(Stored records)
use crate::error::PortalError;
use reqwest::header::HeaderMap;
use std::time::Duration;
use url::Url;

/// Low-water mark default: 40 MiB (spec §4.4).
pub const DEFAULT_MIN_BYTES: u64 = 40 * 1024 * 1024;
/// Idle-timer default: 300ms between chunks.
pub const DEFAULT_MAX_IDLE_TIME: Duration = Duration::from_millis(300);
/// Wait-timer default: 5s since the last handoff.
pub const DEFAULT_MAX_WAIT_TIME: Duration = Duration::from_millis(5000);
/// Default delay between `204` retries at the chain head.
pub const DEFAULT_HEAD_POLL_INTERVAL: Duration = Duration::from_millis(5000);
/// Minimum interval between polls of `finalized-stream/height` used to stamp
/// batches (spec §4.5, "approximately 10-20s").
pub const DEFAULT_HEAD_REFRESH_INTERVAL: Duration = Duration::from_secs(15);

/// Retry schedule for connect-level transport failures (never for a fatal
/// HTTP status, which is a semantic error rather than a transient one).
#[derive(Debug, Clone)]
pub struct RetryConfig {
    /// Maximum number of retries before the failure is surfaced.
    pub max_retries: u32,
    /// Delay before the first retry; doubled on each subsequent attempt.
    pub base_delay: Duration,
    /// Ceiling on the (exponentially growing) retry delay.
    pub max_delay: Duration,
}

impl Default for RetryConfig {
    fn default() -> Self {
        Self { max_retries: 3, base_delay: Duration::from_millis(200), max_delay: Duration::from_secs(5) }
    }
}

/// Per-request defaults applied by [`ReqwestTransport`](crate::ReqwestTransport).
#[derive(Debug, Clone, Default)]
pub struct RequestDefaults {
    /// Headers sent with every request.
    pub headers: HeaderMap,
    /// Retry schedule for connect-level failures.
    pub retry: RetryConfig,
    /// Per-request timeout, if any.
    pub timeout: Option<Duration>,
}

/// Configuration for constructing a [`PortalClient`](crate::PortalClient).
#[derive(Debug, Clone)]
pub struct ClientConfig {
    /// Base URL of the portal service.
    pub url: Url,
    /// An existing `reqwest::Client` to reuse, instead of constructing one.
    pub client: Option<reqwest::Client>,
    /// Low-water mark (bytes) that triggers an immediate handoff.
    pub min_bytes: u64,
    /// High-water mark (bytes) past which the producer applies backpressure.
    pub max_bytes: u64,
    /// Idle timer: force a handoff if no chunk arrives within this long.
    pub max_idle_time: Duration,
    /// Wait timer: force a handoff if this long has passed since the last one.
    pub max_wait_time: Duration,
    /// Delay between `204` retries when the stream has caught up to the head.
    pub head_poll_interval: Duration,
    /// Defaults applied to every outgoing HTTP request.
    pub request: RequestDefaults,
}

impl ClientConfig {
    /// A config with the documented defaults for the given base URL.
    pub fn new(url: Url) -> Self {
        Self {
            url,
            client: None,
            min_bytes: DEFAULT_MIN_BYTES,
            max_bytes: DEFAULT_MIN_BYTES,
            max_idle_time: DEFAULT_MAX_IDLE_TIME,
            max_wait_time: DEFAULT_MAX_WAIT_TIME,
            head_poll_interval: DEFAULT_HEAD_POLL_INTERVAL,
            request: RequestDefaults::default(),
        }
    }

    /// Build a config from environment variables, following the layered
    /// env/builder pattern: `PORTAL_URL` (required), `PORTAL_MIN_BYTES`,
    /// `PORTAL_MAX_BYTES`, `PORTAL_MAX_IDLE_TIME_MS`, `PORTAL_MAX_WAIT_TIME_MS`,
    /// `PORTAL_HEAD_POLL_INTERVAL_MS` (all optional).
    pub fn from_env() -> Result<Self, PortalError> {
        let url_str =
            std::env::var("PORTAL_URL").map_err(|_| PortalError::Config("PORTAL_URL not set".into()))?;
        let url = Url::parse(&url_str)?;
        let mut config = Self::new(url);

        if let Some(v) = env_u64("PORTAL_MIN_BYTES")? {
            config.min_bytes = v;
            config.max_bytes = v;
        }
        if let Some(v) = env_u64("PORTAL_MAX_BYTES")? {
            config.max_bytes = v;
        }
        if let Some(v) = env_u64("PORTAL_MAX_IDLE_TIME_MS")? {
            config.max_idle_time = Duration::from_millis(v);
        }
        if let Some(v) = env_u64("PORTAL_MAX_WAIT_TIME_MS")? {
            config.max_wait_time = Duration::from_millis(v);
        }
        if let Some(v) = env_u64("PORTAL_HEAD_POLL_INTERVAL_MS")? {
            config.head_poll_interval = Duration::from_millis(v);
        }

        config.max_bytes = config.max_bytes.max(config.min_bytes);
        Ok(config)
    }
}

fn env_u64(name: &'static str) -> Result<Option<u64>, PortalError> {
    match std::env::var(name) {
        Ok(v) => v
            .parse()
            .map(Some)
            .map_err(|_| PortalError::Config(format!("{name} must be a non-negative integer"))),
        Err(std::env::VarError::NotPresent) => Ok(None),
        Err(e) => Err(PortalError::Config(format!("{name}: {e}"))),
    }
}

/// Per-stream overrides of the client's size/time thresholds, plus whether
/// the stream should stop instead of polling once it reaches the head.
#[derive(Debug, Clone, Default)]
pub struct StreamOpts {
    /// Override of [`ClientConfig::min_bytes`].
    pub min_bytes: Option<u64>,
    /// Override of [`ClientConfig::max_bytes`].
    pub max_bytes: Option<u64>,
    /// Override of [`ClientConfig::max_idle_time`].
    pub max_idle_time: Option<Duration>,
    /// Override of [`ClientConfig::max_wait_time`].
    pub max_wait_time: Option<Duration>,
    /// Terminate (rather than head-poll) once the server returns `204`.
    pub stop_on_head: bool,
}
* * *
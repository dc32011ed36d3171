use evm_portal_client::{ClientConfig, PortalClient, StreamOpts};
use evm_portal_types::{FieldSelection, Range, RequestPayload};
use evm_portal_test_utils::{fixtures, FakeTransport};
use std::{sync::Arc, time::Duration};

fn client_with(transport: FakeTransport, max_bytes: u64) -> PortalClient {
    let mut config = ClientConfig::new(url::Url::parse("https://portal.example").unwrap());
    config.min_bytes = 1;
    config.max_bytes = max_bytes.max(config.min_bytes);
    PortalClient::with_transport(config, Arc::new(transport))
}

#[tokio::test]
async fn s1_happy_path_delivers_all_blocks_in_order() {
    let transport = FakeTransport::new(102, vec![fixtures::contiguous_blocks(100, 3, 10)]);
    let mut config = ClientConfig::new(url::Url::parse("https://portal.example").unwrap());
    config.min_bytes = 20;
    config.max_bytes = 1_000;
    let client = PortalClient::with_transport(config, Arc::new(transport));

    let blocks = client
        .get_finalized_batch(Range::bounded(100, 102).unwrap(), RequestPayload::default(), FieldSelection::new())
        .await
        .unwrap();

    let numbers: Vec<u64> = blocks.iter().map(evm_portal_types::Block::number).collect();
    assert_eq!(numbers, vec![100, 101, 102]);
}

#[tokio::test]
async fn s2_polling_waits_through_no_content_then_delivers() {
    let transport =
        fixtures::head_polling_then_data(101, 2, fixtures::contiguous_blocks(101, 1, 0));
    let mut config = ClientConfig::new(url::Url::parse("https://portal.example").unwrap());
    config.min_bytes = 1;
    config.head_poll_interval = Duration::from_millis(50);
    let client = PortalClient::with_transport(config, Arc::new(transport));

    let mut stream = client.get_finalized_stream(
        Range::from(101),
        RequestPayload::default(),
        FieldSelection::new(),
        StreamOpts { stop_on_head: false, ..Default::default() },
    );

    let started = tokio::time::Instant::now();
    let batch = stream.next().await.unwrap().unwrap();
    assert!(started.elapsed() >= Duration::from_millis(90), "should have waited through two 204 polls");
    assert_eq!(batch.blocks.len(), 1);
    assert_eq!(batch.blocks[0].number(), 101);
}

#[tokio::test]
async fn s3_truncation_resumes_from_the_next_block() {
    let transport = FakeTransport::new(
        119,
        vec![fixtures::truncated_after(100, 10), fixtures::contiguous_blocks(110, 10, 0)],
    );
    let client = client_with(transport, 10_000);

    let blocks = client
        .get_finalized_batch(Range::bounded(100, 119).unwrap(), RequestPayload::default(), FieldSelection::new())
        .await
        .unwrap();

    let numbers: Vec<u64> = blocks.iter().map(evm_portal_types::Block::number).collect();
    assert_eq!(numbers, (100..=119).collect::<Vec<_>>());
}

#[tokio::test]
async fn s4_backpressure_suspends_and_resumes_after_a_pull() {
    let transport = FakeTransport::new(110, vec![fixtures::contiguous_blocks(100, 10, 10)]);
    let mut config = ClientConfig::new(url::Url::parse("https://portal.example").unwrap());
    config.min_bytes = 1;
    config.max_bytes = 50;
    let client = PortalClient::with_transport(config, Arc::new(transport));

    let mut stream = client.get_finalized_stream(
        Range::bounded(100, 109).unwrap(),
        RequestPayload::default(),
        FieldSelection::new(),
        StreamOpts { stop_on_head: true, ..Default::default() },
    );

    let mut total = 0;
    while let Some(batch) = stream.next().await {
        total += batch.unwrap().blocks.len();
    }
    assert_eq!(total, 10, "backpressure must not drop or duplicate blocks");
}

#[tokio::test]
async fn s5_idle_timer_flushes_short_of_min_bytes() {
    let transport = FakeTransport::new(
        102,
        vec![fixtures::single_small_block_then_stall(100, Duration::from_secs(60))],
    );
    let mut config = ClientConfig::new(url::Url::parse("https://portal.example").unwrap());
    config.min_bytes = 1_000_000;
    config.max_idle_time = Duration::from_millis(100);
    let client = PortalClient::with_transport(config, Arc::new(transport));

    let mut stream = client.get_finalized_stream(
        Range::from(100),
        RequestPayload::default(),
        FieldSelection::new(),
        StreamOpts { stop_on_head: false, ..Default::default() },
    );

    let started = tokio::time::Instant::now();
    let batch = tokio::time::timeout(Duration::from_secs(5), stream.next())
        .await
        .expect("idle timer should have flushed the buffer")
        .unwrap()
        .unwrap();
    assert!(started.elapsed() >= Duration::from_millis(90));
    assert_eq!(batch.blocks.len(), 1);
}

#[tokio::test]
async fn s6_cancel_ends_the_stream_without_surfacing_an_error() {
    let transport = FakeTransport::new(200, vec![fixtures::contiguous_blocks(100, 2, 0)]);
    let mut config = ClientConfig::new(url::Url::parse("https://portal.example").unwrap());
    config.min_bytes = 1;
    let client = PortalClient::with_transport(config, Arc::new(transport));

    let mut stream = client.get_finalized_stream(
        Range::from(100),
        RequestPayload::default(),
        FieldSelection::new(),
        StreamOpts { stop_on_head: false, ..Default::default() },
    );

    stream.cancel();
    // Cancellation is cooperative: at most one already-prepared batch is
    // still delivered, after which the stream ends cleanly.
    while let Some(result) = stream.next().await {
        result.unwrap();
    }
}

■ WHAT YOU ARE ASKED TO DO
Using the data above, reproduce exactly the lines between those holding "use crate::error::PortalError;" and "pub const DEFAULT_HEAD_REFRESH_INTERVAL: Duration", inclusive, and no others.

■ SOLUTION
use crate::error::PortalError;
use reqwest::header::HeaderMap;
use std::time::Duration;
use url::Url;

/// Low-water mark default: 40 MiB (spec §4.4).
pub const DEFAULT_MIN_BYTES: u64 = 40 * 1024 * 1024;
/// Idle-timer default: 300ms between chunks.
pub const DEFAULT_MAX_IDLE_TIME: Duration = Duration::from_millis(300);
/// Wait-timer default: 5s since the last handoff.
pub const DEFAULT_MAX_WAIT_TIME: Duration = Duration::from_millis(5000);
/// Default delay between `204` retries at the chain head.
pub const DEFAULT_HEAD_POLL_INTERVAL: Duration = Duration::from_millis(5000);
/// Minimum interval between polls of `finalized-stream/height` used to stamp
/// batches (spec §4.5, "approximately 10-20s").
pub const DEFAULT_HEAD_REFRESH_INTERVAL: Duration = Duration::from_secs(15);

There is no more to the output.